Activity: Where does the word "handler" show up in the data? Please find each such line and copy it.

Records for the exercise:
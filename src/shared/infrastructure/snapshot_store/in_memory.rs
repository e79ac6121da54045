// In memory implementation of the SnapshotStore port.
//
// Purpose
// - Support handler tests and local development without a database.
//
// Responsibilities
// - Keep rows in an ordered map so the key is unique by construction.
// - Apply every conditional write under one write guard so concurrent callers see it atomically.
// - Simulate an offline backend and per-player write failures for error path tests.

use crate::modules::roster_lock::core::lineup::SlotAssignment;
use crate::modules::roster_lock::core::snapshot::{RosterSnapshot, SnapshotKey};
use crate::shared::core::primitives::{DateRange, MatchupId, PlayerId, TeamId};
use crate::shared::infrastructure::snapshot_store::{RowChange, SnapshotStore, SnapshotStoreError};
use chrono::{DateTime, NaiveDate, Utc};
use std::collections::{BTreeMap, HashSet};
use tokio::sync::RwLock;

#[derive(Default)]
pub struct InMemorySnapshotStore {
    rows: RwLock<BTreeMap<SnapshotKey, RosterSnapshot>>,
    failed_inserts: RwLock<BTreeMap<SnapshotKey, RosterSnapshot>>,
    failing_players: RwLock<HashSet<PlayerId>>,
    is_offline: bool,
}

impl InMemorySnapshotStore {
    pub fn new() -> Self {
        Self::default()
    }

    pub fn toggle_offline(&mut self) {
        self.is_offline = !self.is_offline;
    }

    /// Any write touching `player_id` fails with a backend error until cleared.
    pub async fn fail_writes_for(&self, player_id: PlayerId) {
        self.failing_players.write().await.insert(player_id);
    }

    pub async fn clear_failures(&self) {
        self.failing_players.write().await.clear();
    }

    pub async fn all(&self) -> Vec<RosterSnapshot> {
        self.rows.read().await.values().cloned().collect()
    }

    pub async fn len(&self) -> usize {
        self.rows.read().await.len()
    }

    pub async fn is_empty(&self) -> bool {
        self.rows.read().await.is_empty()
    }

    fn ensure_online(&self) -> Result<(), SnapshotStoreError> {
        if self.is_offline {
            return Err(SnapshotStoreError::Backend("Snapshot store offline".into()));
        }
        Ok(())
    }

    async fn ensure_writable(&self, key: &SnapshotKey) -> Result<(), SnapshotStoreError> {
        self.ensure_online()?;
        if self.failing_players.read().await.contains(&key.player_id) {
            return Err(SnapshotStoreError::Backend(format!("write rejected for {key}")));
        }
        Ok(())
    }
}

#[async_trait::async_trait]
impl SnapshotStore for InMemorySnapshotStore {
    async fn insert(&self, snapshot: RosterSnapshot) -> Result<(), SnapshotStoreError> {
        self.ensure_writable(&snapshot.key).await?;
        let mut guard = self.rows.write().await;
        if guard.contains_key(&snapshot.key) {
            return Err(SnapshotStoreError::Duplicate { key: snapshot.key });
        }
        guard.insert(snapshot.key, snapshot);
        Ok(())
    }

    async fn insert_batch(&self, snapshots: Vec<RosterSnapshot>) -> Result<(), SnapshotStoreError> {
        self.ensure_online()?;
        let failing = self.failing_players.read().await.clone();
        let mut guard = self.rows.write().await;
        let mut batch_keys = HashSet::new();
        let rejected = snapshots
            .iter()
            .filter(|snapshot| {
                failing.contains(&snapshot.key.player_id)
                    || guard.contains_key(&snapshot.key)
                    || !batch_keys.insert(snapshot.key)
            })
            .count();
        if rejected > 0 {
            return Err(SnapshotStoreError::PartialBatch {
                attempted: snapshots.len(),
                rejected,
            });
        }
        for snapshot in snapshots {
            guard.insert(snapshot.key, snapshot);
        }
        Ok(())
    }

    async fn lock(&self, key: &SnapshotKey, locked_at: DateTime<Utc>) -> Result<RowChange, SnapshotStoreError> {
        self.ensure_writable(key).await?;
        let mut guard = self.rows.write().await;
        let Some(row) = guard.get_mut(key) else {
            return Ok(RowChange::Missing);
        };
        if row.is_locked() {
            return Ok(RowChange::Unchanged);
        }
        *row = row.clone().into_locked(locked_at);
        Ok(RowChange::Applied)
    }

    async fn update_unlocked(&self, key: &SnapshotKey, slot: SlotAssignment) -> Result<RowChange, SnapshotStoreError> {
        self.ensure_writable(key).await?;
        let mut guard = self.rows.write().await;
        let Some(row) = guard.get_mut(key) else {
            return Ok(RowChange::Missing);
        };
        if row.is_locked() {
            return Ok(RowChange::RejectedLocked);
        }
        if row.slot() == slot {
            return Ok(RowChange::Unchanged);
        }
        row.slot_type = slot.slot_type;
        row.slot_id = slot.slot_id;
        Ok(RowChange::Applied)
    }

    async fn remove_unlocked(&self, key: &SnapshotKey) -> Result<RowChange, SnapshotStoreError> {
        self.ensure_writable(key).await?;
        let mut guard = self.rows.write().await;
        match guard.get(key) {
            None => Ok(RowChange::Missing),
            Some(row) if row.is_locked() => Ok(RowChange::RejectedLocked),
            Some(_) => {
                guard.remove(key);
                Ok(RowChange::Applied)
            }
        }
    }

    async fn get(&self, key: &SnapshotKey) -> Result<Option<RosterSnapshot>, SnapshotStoreError> {
        self.ensure_online()?;
        Ok(self.rows.read().await.get(key).cloned())
    }

    async fn list_for_team(
        &self,
        team_id: TeamId,
        matchup_id: Option<MatchupId>,
        range: DateRange,
    ) -> Result<Vec<RosterSnapshot>, SnapshotStoreError> {
        self.ensure_online()?;
        let guard = self.rows.read().await;
        let mut rows: Vec<RosterSnapshot> = guard
            .values()
            .filter(|row| row.key.team_id == team_id)
            .filter(|row| matchup_id.is_none_or(|id| row.key.matchup_id == id))
            .filter(|row| range.contains(row.key.date))
            .cloned()
            .collect();
        rows.sort_by_key(|row| (row.key.date, row.key.player_id, row.key.matchup_id));
        Ok(rows)
    }

    async fn list_unlocked(
        &self,
        team_id: Option<TeamId>,
        through: NaiveDate,
    ) -> Result<Vec<RosterSnapshot>, SnapshotStoreError> {
        self.ensure_online()?;
        let guard = self.rows.read().await;
        Ok(guard
            .values()
            .filter(|row| !row.is_locked() && row.key.date <= through)
            .filter(|row| team_id.is_none_or(|id| row.key.team_id == id))
            .cloned()
            .collect())
    }

    async fn record_failed_insert(&self, snapshot: RosterSnapshot) -> Result<(), SnapshotStoreError> {
        self.ensure_online()?;
        self.failed_inserts
            .write()
            .await
            .entry(snapshot.key)
            .or_insert(snapshot);
        Ok(())
    }

    async fn list_failed_inserts(
        &self,
        team_id: TeamId,
        matchup_id: MatchupId,
        range: DateRange,
    ) -> Result<Vec<RosterSnapshot>, SnapshotStoreError> {
        self.ensure_online()?;
        Ok(self
            .failed_inserts
            .read()
            .await
            .values()
            .filter(|row| row.key.team_id == team_id && row.key.matchup_id == matchup_id)
            .filter(|row| range.contains(row.key.date))
            .cloned()
            .collect())
    }

    async fn clear_failed_insert(&self, key: &SnapshotKey) -> Result<(), SnapshotStoreError> {
        self.ensure_online()?;
        self.failed_inserts.write().await.remove(key);
        Ok(())
    }
}
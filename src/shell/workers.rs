// Background workers.
//
// - Lock worker: evaluates every unlocked row due today or earlier, on a short interval.
// - Backfill worker: ensures snapshots for every matchup covering today, then audits the open days.
//
// Both are idempotent, so overlapping with on-demand runs is harmless.

use std::time::Duration;
use tokio::task::JoinHandle;
use tokio::time::{MissedTickBehavior, interval};

use crate::modules::roster_lock::use_cases::lock_snapshots::handler::LockScope;
use crate::shell::state::AppState;

pub fn spawn_lock_worker(state: AppState, every: Duration) -> JoinHandle<()> {
    tokio::spawn(async move {
        let mut ticker = interval(every);
        ticker.set_missed_tick_behavior(MissedTickBehavior::Delay);
        loop {
            ticker.tick().await;
            let summary = state.lock_coordinator.run(LockScope::All).await;
            if summary.errors > 0 {
                tracing::warn!(errors = summary.errors, "lock worker pass had errors");
            }
        }
    })
}

pub fn spawn_backfill_worker(state: AppState, every: Duration) -> JoinHandle<()> {
    tokio::spawn(async move {
        let mut ticker = interval(every);
        ticker.set_missed_tick_behavior(MissedTickBehavior::Delay);
        loop {
            ticker.tick().await;
            let today = state.clock.today();
            if let Err(error) = state.backfill.run_for_date(today).await {
                tracing::error!(%today, %error, "backfill worker could not list matchups");
            }
        }
    })
}
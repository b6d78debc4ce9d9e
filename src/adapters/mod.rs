//! Collaborator adapters: detection service, GPS queue, loop queues.

mod detection;
mod gps;
mod loop_closure;

pub use detection::{DetectionRequest, DetectionService};
pub use gps::{GpsMeasurement, GpsQueue};
pub use loop_closure::{LoopInfoQueue, LoopQueue, PendingLoopFactor};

Problem solution:
// - Support handler tests and local development without a database.
use crate::modules::roster_lock::use_cases::lock_snapshots::handler::LockScope;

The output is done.